PROVIDED ENTRIES:
__________
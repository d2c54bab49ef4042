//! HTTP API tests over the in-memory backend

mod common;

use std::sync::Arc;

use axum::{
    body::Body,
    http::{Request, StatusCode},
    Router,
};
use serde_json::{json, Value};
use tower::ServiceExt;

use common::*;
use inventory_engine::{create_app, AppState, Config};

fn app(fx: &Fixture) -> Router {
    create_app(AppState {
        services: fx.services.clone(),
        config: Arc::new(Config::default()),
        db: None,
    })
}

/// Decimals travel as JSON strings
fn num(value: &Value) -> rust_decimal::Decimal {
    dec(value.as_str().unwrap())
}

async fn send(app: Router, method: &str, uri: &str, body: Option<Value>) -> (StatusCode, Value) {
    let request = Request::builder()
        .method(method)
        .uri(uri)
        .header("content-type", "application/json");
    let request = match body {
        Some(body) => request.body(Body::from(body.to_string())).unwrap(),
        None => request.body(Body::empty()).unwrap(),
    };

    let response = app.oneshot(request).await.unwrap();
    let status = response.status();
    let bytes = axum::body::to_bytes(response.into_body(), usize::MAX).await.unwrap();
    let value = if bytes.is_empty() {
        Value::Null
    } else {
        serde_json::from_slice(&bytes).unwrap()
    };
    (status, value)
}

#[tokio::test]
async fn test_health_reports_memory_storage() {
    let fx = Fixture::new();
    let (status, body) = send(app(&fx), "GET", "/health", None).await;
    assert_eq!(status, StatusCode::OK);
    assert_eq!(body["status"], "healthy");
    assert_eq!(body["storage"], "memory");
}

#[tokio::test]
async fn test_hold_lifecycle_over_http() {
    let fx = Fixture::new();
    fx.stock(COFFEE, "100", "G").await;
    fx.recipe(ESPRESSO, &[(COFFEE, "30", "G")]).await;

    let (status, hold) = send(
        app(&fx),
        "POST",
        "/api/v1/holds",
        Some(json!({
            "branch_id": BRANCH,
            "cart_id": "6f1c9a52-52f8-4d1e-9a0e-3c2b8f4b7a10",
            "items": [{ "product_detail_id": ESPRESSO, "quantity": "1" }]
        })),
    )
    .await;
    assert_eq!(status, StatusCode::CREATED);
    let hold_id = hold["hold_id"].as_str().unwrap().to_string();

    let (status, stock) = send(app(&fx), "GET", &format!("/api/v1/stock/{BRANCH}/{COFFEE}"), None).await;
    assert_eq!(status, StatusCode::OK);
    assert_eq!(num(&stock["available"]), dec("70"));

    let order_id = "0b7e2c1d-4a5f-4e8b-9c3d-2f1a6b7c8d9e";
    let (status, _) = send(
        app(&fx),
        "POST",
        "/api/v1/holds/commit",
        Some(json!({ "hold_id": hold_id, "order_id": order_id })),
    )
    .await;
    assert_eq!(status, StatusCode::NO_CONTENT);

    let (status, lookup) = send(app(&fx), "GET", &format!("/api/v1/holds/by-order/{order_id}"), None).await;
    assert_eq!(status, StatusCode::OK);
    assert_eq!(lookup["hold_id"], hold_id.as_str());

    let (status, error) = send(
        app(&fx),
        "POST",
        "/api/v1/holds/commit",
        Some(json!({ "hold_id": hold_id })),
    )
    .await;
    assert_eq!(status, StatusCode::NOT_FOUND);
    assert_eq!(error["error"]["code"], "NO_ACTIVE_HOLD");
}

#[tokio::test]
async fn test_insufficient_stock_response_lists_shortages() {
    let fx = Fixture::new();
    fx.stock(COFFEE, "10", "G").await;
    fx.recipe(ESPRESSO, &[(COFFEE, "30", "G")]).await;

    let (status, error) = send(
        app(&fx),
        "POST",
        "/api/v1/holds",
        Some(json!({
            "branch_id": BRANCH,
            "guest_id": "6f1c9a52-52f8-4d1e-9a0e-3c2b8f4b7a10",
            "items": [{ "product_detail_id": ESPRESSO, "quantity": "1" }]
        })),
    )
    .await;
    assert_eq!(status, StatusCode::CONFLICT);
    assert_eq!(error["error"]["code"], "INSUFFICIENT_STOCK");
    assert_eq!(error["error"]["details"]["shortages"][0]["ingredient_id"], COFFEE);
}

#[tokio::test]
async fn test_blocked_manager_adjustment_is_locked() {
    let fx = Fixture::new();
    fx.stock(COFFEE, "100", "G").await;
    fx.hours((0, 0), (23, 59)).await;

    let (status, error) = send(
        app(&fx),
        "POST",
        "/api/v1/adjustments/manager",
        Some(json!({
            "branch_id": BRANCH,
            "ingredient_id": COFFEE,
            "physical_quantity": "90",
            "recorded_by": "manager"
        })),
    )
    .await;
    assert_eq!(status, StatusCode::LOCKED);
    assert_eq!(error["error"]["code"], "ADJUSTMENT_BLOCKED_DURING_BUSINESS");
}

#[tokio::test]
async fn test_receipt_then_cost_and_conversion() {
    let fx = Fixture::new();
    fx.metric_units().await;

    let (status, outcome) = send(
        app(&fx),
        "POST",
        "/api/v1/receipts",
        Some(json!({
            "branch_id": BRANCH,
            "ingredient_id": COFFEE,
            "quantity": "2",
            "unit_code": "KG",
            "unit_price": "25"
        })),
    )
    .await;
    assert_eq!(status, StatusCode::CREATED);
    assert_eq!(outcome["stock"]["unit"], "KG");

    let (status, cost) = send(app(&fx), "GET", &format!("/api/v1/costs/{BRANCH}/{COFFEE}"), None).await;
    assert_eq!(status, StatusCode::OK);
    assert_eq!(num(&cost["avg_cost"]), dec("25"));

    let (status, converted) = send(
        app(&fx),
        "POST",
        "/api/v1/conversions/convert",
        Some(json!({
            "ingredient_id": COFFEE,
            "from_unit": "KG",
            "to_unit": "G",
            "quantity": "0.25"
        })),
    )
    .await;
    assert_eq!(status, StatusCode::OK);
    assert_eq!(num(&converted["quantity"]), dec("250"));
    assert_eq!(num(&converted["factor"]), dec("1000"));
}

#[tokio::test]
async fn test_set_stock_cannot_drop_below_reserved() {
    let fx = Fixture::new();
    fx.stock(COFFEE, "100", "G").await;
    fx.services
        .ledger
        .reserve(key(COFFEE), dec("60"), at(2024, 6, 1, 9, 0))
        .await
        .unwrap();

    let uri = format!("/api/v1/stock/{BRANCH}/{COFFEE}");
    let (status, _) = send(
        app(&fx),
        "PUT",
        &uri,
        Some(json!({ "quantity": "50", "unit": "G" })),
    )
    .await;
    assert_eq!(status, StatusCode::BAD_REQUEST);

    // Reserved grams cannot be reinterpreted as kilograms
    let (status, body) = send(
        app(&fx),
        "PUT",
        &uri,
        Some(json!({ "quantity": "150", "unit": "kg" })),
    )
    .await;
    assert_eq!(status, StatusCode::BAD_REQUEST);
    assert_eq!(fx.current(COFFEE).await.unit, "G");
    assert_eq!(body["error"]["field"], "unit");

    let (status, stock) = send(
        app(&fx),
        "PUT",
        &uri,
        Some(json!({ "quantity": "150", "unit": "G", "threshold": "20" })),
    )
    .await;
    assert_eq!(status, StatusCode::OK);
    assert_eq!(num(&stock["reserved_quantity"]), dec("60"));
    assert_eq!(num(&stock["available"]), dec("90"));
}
__________
WHAT IS BEING ASKED: Find every line in the records that contains the word "method"; copy those lines.

RESPONSE:
async fn send(app: Router, method: &str, uri: &str, body: Option<Value>) -> (StatusCode, Value) {
        .method(method)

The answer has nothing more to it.